WHAT YOU WILL DO: Give back only the lines in the records below from the one with "import pipeline failed." to the one with "let status = match", both inclusive, word for word.

Collected data entries
────────
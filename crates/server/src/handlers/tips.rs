//! UI-tip CRUD pass-throughs for `buyback_ui_tips`.

use crate::{errors::AppError, state::AppState, types::OkResponse};
use axum::{
    extract::{Query, State},
    Json,
};
use buyback::{
    tables,
    types::{to_record, TipKey, TipRow},
    Record,
};
use serde::Deserialize;

const ON_CONFLICT: &str = "model,tip_key";

#[derive(Deserialize, Default)]
pub struct TipParams {
    pub model: Option<String>,
}

/// Handler for `GET /admin/tips`.
pub async fn list_tips(
    State(app_state): State<AppState>,
    Query(params): Query<TipParams>,
) -> Result<Json<Vec<Record>>, AppError> {
    let mut query = vec![
        ("select".to_string(), "*".to_string()),
        ("order".to_string(), "model.asc,tip_key.asc".to_string()),
    ];
    if let Some(model) = params.model.filter(|m| !m.is_empty()) {
        query.push(("model".to_string(), format!("eq.{model}")));
    }

    let rows = app_state.store.select(tables::TIPS, &query).await?;
    Ok(Json(rows))
}

/// Handler for `POST /admin/tips`: upsert one tip.
pub async fn upsert_tip(
    State(app_state): State<AppState>,
    Json(row): Json<TipRow>,
) -> Result<Json<OkResponse>, AppError> {
    row.validate().map_err(AppError::BadRequest)?;
    app_state
        .store
        .upsert(tables::TIPS, &[to_record(&row)], ON_CONFLICT)
        .await?;
    Ok(Json(OkResponse::ok()))
}

/// Handler for `DELETE /admin/tips`: delete by (model, tip_key).
pub async fn delete_tip(
    State(app_state): State<AppState>,
    Json(key): Json<TipKey>,
) -> Result<Json<OkResponse>, AppError> {
    app_state
        .store
        .delete(
            tables::TIPS,
            &[
                ("model".to_string(), format!("eq.{}", key.model)),
                ("tip_key".to_string(), format!("eq.{}", key.tip_key)),
            ],
        )
        .await?;
    Ok(Json(OkResponse::ok()))
}
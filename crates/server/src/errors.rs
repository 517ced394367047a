//! # Server Error Type
//!
//! Every handler failure converges here and is rendered as the structured
//! `{ ok: false, error, details? }` body the admin UI displays verbatim.
//! Nothing escapes a handler as an unhandled panic.

use axum::{
    http::StatusCode,
    response::{IntoResponse, Response},
    Json,
};
use buyback::{ImportError, StoreError};
use serde_json::json;
use tracing::error;

pub enum AppError {
    /// The request itself was malformed (bad key, bad id, bad status).
    BadRequest(String),
    /// The referenced row does not exist.
    NotFound(String),
    /// A failure from the import pipeline, carrying its own diagnostics.
    Import(ImportError),
    /// A store operation outside the import pipeline failed.
    Store(StoreError),
    /// Generic internal server errors.
    Internal(anyhow::Error),
}

impl From<ImportError> for AppError {
    fn from(err: ImportError) -> Self {
        AppError::Import(err)
    }
}

impl From<StoreError> for AppError {
    fn from(err: StoreError) -> Self {
        AppError::Store(err)
    }
}

impl From<anyhow::Error> for AppError {
    fn from(err: anyhow::Error) -> Self {
        AppError::Internal(err)
    }
}

impl IntoResponse for AppError {
    fn into_response(self) -> Response {
        let (status_code, error_message, details) = match self {
            AppError::BadRequest(msg) => (StatusCode::BAD_REQUEST, msg, None),
            AppError::NotFound(msg) => (StatusCode::NOT_FOUND, msg, None),
            AppError::Import(err) => {
                error!("Import failed: {err}");
                let status = match err {
                    ImportError::InvalidRequest(_)
                    | ImportError::EmptyInput
                    | ImportError::Parse { .. }
                    | ImportError::MissingColumns { .. } => StatusCode::BAD_REQUEST,
                    // failures on the store side of the pipeline
                    ImportError::StagingDelete { .. }
                    | ImportError::StagingInsert { .. }
                    | ImportError::TransformProcedure { .. } => StatusCode::BAD_GATEWAY,
                };
                let details = err.details();
                (status, err.to_string(), details)
            }
            AppError::Store(err) => {
                error!("Store operation failed: {err}");
                (StatusCode::BAD_GATEWAY, err.to_string(), None)
            }
            AppError::Internal(err) => {
                error!("Internal server error: {err:?}");
                (
                    StatusCode::INTERNAL_SERVER_ERROR,
                    "An internal server error occurred.".to_string(),
                    None,
                )
            }
        };

        let mut body = json!({
            "ok": false,
            "error": error_message,
        });
        if let (Some(details), Some(map)) = (details, body.as_object_mut()) {
            map.insert("details".to_string(), details);
        }

        (status_code, Json(body)).into_response()
    }
}
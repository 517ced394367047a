//! Delimited-text parsing for uploaded import files.
//!
//! The upstream exports arrive with inconsistent delimiters (semicolon from
//! the usual spreadsheet export, comma or tab from hand-edited files), so
//! the delimiter is detected from the header line rather than configured.

use crate::errors::ImportError;

/// The delimiters an uploaded file may use.
const CANDIDATE_DELIMITERS: [char; 3] = [',', ';', '\t'];

/// Semicolon is the convention for this pipeline's source files, so it wins
/// ties and empty headers.
const DEFAULT_DELIMITER: char = ';';

/// A fully split upload: one header row plus equally sized data rows.
#[derive(Debug, Clone)]
pub struct ParsedTable {
    pub header: Vec<String>,
    pub rows: Vec<Vec<String>>,
    /// The delimiter detected from the header line, kept for diagnostics.
    pub delimiter: char,
}

/// Picks the delimiter with the strictly highest count in the header line.
/// A tie or zero matches falls back to the semicolon default.
pub fn detect_delimiter(header_line: &str) -> char {
    let mut leader = DEFAULT_DELIMITER;
    let mut leader_count = 0usize;
    let mut tied = false;
    for candidate in CANDIDATE_DELIMITERS {
        let count = header_line.matches(candidate).count();
        if count > leader_count {
            leader = candidate;
            leader_count = count;
            tied = false;
        } else if count == leader_count {
            tied = true;
        }
    }
    if leader_count == 0 || tied {
        DEFAULT_DELIMITER
    } else {
        leader
    }
}

/// Splits one line into cells on `delimiter`, honoring double-quoted cells.
///
/// A doubled `""` inside a quoted cell is unescaped to one literal quote,
/// enclosing quotes are stripped, and every cell is whitespace-trimmed. A
/// line that ends while still inside a quote is rejected rather than
/// guessed at, since a misparse here silently shifts every later column.
pub fn split_line(line: &str, delimiter: char) -> Result<Vec<String>, String> {
    let mut cells = Vec::new();
    let mut cell = String::new();
    let mut in_quotes = false;
    let mut chars = line.chars().peekable();

    while let Some(ch) = chars.next() {
        if ch == '"' {
            if in_quotes && chars.peek() == Some(&'"') {
                // escaped quote inside a quoted cell
                cell.push('"');
                chars.next();
            } else {
                in_quotes = !in_quotes;
            }
        } else if ch == delimiter && !in_quotes {
            cells.push(cell.trim().to_string());
            cell = String::new();
        } else {
            cell.push(ch);
        }
    }

    if in_quotes {
        return Err("unbalanced double quote".to_string());
    }

    cells.push(cell.trim().to_string());
    Ok(cells)
}

/// Parses the full upload text into a header and data rows.
///
/// Line endings are normalized, blank lines are dropped, and a file with
/// fewer than two remaining lines is rejected as empty. Every data row must
/// have exactly as many cells as the header; a ragged row is a parse error,
/// not something to pad or truncate, because a misaligned row would be
/// staged under the wrong columns. Line numbers in errors are 1-based over
/// the non-blank lines.
pub fn parse_table(text: &str) -> Result<ParsedTable, ImportError> {
    let lines: Vec<&str> = text
        .split(['\r', '\n'])
        .map(str::trim)
        .filter(|line| !line.is_empty())
        .collect();

    if lines.len() < 2 {
        return Err(ImportError::EmptyInput);
    }

    let delimiter = detect_delimiter(lines[0]);
    let header =
        split_line(lines[0], delimiter).map_err(|reason| ImportError::Parse { line: 1, reason })?;

    let mut rows = Vec::with_capacity(lines.len() - 1);
    for (index, line) in lines.iter().enumerate().skip(1) {
        let cells = split_line(line, delimiter).map_err(|reason| ImportError::Parse {
            line: index + 1,
            reason,
        })?;
        if cells.len() != header.len() {
            return Err(ImportError::Parse {
                line: index + 1,
                reason: format!("expected {} cells, found {}", header.len(), cells.len()),
            });
        }
        rows.push(cells);
    }

    Ok(ParsedTable {
        header,
        rows,
        delimiter,
    })
}
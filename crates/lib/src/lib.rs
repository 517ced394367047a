//! # Buyback Admin Core
//!
//! This crate provides the core logic for the device buyback admin backend:
//! the CSV import pipeline (parsing, header normalization, sanitization,
//! validation, and staged loading into the hosted data store), the
//! `TableStore` abstraction over that store, and the domain row types used
//! by the admin CRUD surface (catalog, multipliers, tips, leads).

pub mod errors;
pub mod import;
pub mod leads;
pub mod store;
pub mod types;

pub use errors::ImportError;
pub use import::{ImportKind, ImportRequest, ImportSummary, Importer};
pub use store::{Record, StoreError, TableStore};

/// Names of the production tables managed through the admin surface.
///
/// The two staging tables and their transform procedures are owned by
/// [`ImportKind`] since they are selected per import.
pub mod tables {
    pub const CATALOG: &str = "buyback_catalog";
    pub const LEADS: &str = "buyback_leads";
    pub const LEAD_EVENTS: &str = "buyback_lead_events";
    pub const MULTIPLIERS: &str = "buyback_multipliers_norm";
    pub const TIPS: &str = "buyback_ui_tips";
}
────────
WRITTEN RESPONSE:
    /// A store operation outside the import pipeline failed.
    Store(StoreError),
    /// Generic internal server errors.
    Internal(anyhow::Error),
}

impl From<ImportError> for AppError {
    fn from(err: ImportError) -> Self {
        AppError::Import(err)
    }
}

impl From<StoreError> for AppError {
    fn from(err: StoreError) -> Self {
        AppError::Store(err)
    }
}

impl From<anyhow::Error> for AppError {
    fn from(err: anyhow::Error) -> Self {
        AppError::Internal(err)
    }
}

impl IntoResponse for AppError {
    fn into_response(self) -> Response {
        let (status_code, error_message, details) = match self {
            AppError::BadRequest(msg) => (StatusCode::BAD_REQUEST, msg, None),
            AppError::NotFound(msg) => (StatusCode::NOT_FOUND, msg, None),
            AppError::Import(err) => {
                error!("Import failed: {err}");
                let status = match err {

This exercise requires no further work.